Mendadak Sun Hu hou melompat bangun, lalu bentaknya keras-keras. "Seorang iblis sesat dari golongan hitam? Siapakah yang termasuk iblis sesat dari golongan hitam?"

Sang Ceng tertawa dingin. "Apakah kalian benar-benar tidak tahu kalau kedua orang ini adalah...."

Ia tidak melanjutkan kata-katanya sebab dia tak sanggup melanjutkan perkataannya, dalam waktu singkat ada dua tiga puluh titik cahaya tajam yang menghajar ke arahnya, semuanya mengancam bagian-bagian mematikan di tubuhnya.
Orang pertama yang melancarkan serangan paling dulu adalah Lim Siang him. Sun Hu hou, Ciong Tian, Bwe Hoa, Han Tiok dan Lam kiong Hoa supun tidak lebih lambat daripada gerakannya.

Orang itu berasal dari perguruan kenamaan, jarang sekali ada umat persilatan yang mengetahui kalau merekapun pandai mempergunakan senjata rahasia. Sebab dihari-hari biasa mereka selalu mengatakan kalau senjata rahasia adalah benda kaum sesat, selalu memandang rendah orang-orang yang ternama karena mengandalkan senjata rahasia.

Tapi sekarang, senjata rahasia mereka telah dipergunakan, bukan saja dilancarkan dengan kecepatan luar biasa, bahkan keji dan luar biasa hebatnya, entah dalam bagian manapun mereka tak akan lebih kurang dari orang-orang yang mereka anggap rendah dihari-hari biasa.

Jelas mereka telah bertekad tak akan membiarkan Sang Ceng menyelesaikan kata-katanya dalam keadaan hidup, setiap orang telah mempersiapkan senjata rahasia dalam tangannya, kemudian secara tiba-tiba melancarkan serangan berbareng.

Bagaimana mungkin Sang Ceng dapat menduga kalau mereka bakal turun tangan bersama secara tiba-tiba?
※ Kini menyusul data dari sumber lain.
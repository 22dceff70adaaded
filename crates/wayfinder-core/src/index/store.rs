//! Vector store backends
//!
//! The index talks to a cosine-similarity collection through [`VectorStore`].
//! [`MemoryStore`] keeps points in-process (the default deployment);
//! [`HttpVectorStore`] targets a Qdrant-style REST deployment.

use crate::error::{Result, WayfinderError};
use async_trait::async_trait;
use serde::{Deserialize, Serialize};
use std::sync::RwLock;
use uuid::Uuid;

/// One stored passage: identifier, embedding vector, and payload text
#[derive(Debug, Clone, Serialize)]
pub struct PassagePoint {
    pub id: Uuid,
    pub text: String,
    pub embedding: Vec<f32>,
}

/// A search hit with its similarity score
#[derive(Debug, Clone)]
pub struct ScoredPassage {
    pub id: Uuid,
    pub text: String,
    pub score: f32,
}

/// Cosine-similarity collection of passage embeddings
#[async_trait]
pub trait VectorStore: Send + Sync {
    /// Drop the collection if it exists and create it fresh for the
    /// given vector dimensions
    async fn recreate(&self, dimensions: usize) -> Result<()>;

    /// Bulk-insert points as a single batch
    async fn upsert(&self, points: Vec<PassagePoint>) -> Result<()>;

    /// Top-k nearest neighbors by decreasing cosine similarity
    async fn search(&self, vector: &[f32], limit: usize) -> Result<Vec<ScoredPassage>>;

    /// Number of stored points
    async fn count(&self) -> Result<usize>;
}

/// Cosine similarity between two vectors
pub fn cosine_similarity(a: &[f32], b: &[f32]) -> f32 {
    if a.len() != b.len() || a.is_empty() {
        return 0.0;
    }

    let dot: f32 = a.iter().zip(b.iter()).map(|(x, y)| x * y).sum();
    let norm_a: f32 = a.iter().map(|x| x * x).sum::<f32>().sqrt();
    let norm_b: f32 = b.iter().map(|x| x * x).sum::<f32>().sqrt();

    if norm_a == 0.0 || norm_b == 0.0 {
        return 0.0;
    }

    dot / (norm_a * norm_b)
}

/// In-process store. Read-only after construction from the query path's
/// perspective, so concurrent searches are safe.
#[derive(Default)]
pub struct MemoryStore {
    points: RwLock<Vec<PassagePoint>>,
}

impl MemoryStore {
    pub fn new() -> Self {
        Self::default()
    }
}

#[async_trait]
impl VectorStore for MemoryStore {
    async fn recreate(&self, _dimensions: usize) -> Result<()> {
        self.points
            .write()
            .map_err(|_| WayfinderError::VectorStore("Store lock poisoned".to_string()))?
            .clear();
        Ok(())
    }

    async fn upsert(&self, mut points: Vec<PassagePoint>) -> Result<()> {
        self.points
            .write()
            .map_err(|_| WayfinderError::VectorStore("Store lock poisoned".to_string()))?
            .append(&mut points);
        Ok(())
    }

    async fn search(&self, vector: &[f32], limit: usize) -> Result<Vec<ScoredPassage>> {
        let points = self
            .points
            .read()
            .map_err(|_| WayfinderError::VectorStore("Store lock poisoned".to_string()))?;

        let mut scored: Vec<ScoredPassage> = points
            .iter()
            .map(|p| ScoredPassage {
                id: p.id,
                text: p.text.clone(),
                score: cosine_similarity(vector, &p.embedding),
            })
            .collect();

        scored.sort_by(|a, b| b.score.partial_cmp(&a.score).unwrap_or(std::cmp::Ordering::Equal));
        scored.truncate(limit);

        Ok(scored)
    }

    async fn count(&self) -> Result<usize> {
        Ok(self
            .points
            .read()
            .map_err(|_| WayfinderError::VectorStore("Store lock poisoned".to_string()))?
            .len())
    }
}

/// Remote Qdrant-style deployment reached over REST
pub struct HttpVectorStore {
    http_client: reqwest::Client,
    base_url: String,
    collection: String,
}

impl HttpVectorStore {
    pub fn new(base_url: String, collection: String) -> Result<Self> {
        let http_client = reqwest::Client::builder()
            .build()
            .map_err(WayfinderError::Http)?;

        Ok(Self {
            http_client,
            base_url: base_url.trim_end_matches('/').to_string(),
            collection,
        })
    }

    fn collection_url(&self) -> String {
        format!("{}/collections/{}", self.base_url, self.collection)
    }

    async fn check(&self, response: reqwest::Response, action: &str) -> Result<reqwest::Response> {
        if !response.status().is_success() {
            let status = response.status();
            let body = response.text().await.unwrap_or_default();
            return Err(WayfinderError::VectorStore(format!(
                "{} failed (HTTP {}): {}",
                action, status, body
            )));
        }
        Ok(response)
    }
}

#[async_trait]
impl VectorStore for HttpVectorStore {
    async fn recreate(&self, dimensions: usize) -> Result<()> {
        // Drop any previous collection; a miss is fine
        let _ = self
            .http_client
            .delete(self.collection_url())
            .send()
            .await
            .map_err(WayfinderError::Http)?;

        let body = serde_json::json!({
            "vectors": { "size": dimensions, "distance": "Cosine" }
        });

        let response = self
            .http_client
            .put(self.collection_url())
            .json(&body)
            .send()
            .await
            .map_err(WayfinderError::Http)?;

        self.check(response, "Collection create").await?;
        Ok(())
    }

    async fn upsert(&self, points: Vec<PassagePoint>) -> Result<()> {
        #[derive(Serialize)]
        struct Point<'a> {
            id: Uuid,
            vector: &'a [f32],
            payload: Payload<'a>,
        }

        #[derive(Serialize)]
        struct Payload<'a> {
            text: &'a str,
        }

        let body = serde_json::json!({
            "points": points
                .iter()
                .map(|p| Point {
                    id: p.id,
                    vector: &p.embedding,
                    payload: Payload { text: &p.text },
                })
                .collect::<Vec<_>>()
        });

        let response = self
            .http_client
            .put(format!("{}/points", self.collection_url()))
            .json(&body)
            .send()
            .await
            .map_err(WayfinderError::Http)?;

        self.check(response, "Point upsert").await?;
        Ok(())
    }

    async fn search(&self, vector: &[f32], limit: usize) -> Result<Vec<ScoredPassage>> {
        #[derive(Deserialize)]
        struct SearchResponse {
            result: Vec<Hit>,
        }

        #[derive(Deserialize)]
        struct Hit {
            id: Uuid,
            score: f32,
            payload: HitPayload,
        }

        #[derive(Deserialize)]
        struct HitPayload {
            text: String,
        }

        let body = serde_json::json!({
            "vector": vector,
            "limit": limit,
            "with_payload": true
        });

        let response = self
            .http_client
            .post(format!("{}/points/search", self.collection_url()))
            .json(&body)
            .send()
            .await
            .map_err(WayfinderError::Http)?;

        let response = self.check(response, "Search").await?;
        let parsed: SearchResponse = response.json().await.map_err(WayfinderError::Http)?;

        Ok(parsed
            .result
            .into_iter()
            .map(|hit| ScoredPassage {
                id: hit.id,
                text: hit.payload.text,
                score: hit.score,
            })
            .collect())
    }

    async fn count(&self) -> Result<usize> {
        #[derive(Deserialize)]
        struct InfoResponse {
            result: Info,
        }

        #[derive(Deserialize)]
        struct Info {
            points_count: usize,
        }

        let response = self
            .http_client
            .get(self.collection_url())
            .send()
            .await
            .map_err(WayfinderError::Http)?;

        let response = self.check(response, "Collection info").await?;
        let parsed: InfoResponse = response.json().await.map_err(WayfinderError::Http)?;

        Ok(parsed.result.points_count)
    }
}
Bagaimana mungkin ia dapat meloloskan diri dari ancaman tersebut? Bahkan dia sendiripun beranggapan bahwa dia bakal mati, sebab diapun tidak menyangka kalau ada orang yang akan turun tangan menyelamatkan jiwanya.

Mendadak tampak cahaya golok berkelebat lewat. Cahaya golok yang berwarna perak berkelebat lewat ditengah udara, dua puluh tujuh macam senjata rahasia terdiri dari pelbagai macam itu telah jatuh berserakan di atas tanah dalam jumlah lima puluh empat batang, sebab setiap macam senjata itu telah terpapas kutung menjadi dua bagian oleh ayunan golok tersebut.
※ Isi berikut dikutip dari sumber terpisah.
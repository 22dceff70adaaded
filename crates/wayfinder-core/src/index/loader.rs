//! Document text loading
//!
//! Reads one document at construction time. PDF files go through text
//! extraction; anything else is read as UTF-8.

use crate::error::{Result, WayfinderError};
use std::fs;
use std::path::Path;

/// Load a document's text content
pub fn load_document(path: &Path) -> Result<String> {
    if !path.exists() {
        return Err(WayfinderError::DocumentNotFound(
            path.to_string_lossy().to_string(),
        ));
    }

    let is_pdf = path
        .extension()
        .map(|ext| ext.eq_ignore_ascii_case("pdf"))
        .unwrap_or(false);

    if is_pdf {
        extract_pdf_text(path)
    } else {
        Ok(fs::read_to_string(path)?)
    }
}

fn extract_pdf_text(path: &Path) -> Result<String> {
    let bytes = fs::read(path).map_err(|e| {
        WayfinderError::Io(std::io::Error::new(
            e.kind(),
            format!("Failed to read PDF file {:?}: {}", path, e),
        ))
    })?;

    let text = pdf_extract::extract_text_from_mem(&bytes).map_err(|e| {
        WayfinderError::Document(format!("Failed to extract text from PDF {:?}: {}", path, e))
    })?;

    if text.trim().is_empty() {
        return Err(WayfinderError::Document(format!(
            "PDF file {:?} contains no extractable text (may be image-based)",
            path
        )));
    }

    Ok(text)
}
Diantara dua puluh tujuh macam senjata rahasia itu terdapat teratai baja, jarum bunga bwee, ada peluru emas, ada pisau penembus tulang, ada yang berbentuk persegi ada yang berbentuk bulat, ada yang lancip ada pula yang berbentuk lonjong, ada yang besar ada pula yang kecil, setiap macam senjata rahasia tersebut semuanya patah persis ditengah-tengah. Sungguh suatu gerak serangan yang amat cepat dan amat tepat!

* * *

CAHAYA golok berkelebat lewat, tahu-tahu lenyap tak berbekas. Paras muka kakek itu masih tetap tenang tanpa perubahan apapun, sebaliknya dari balik mata nenek itu memancarkan cahaya berkilat seperti cahaya golok yang berkelebat lewat tadi.

Tapi ditangan mereka berdua tak ada yang memegang golok. Cahaya golok tadi berasal dari mana? Mengapa tahu-tahu lenyap tak berbekas? Ternyata tak seorang manusiapun yang melihatnya. Paras muka setiap orang berubah hebat.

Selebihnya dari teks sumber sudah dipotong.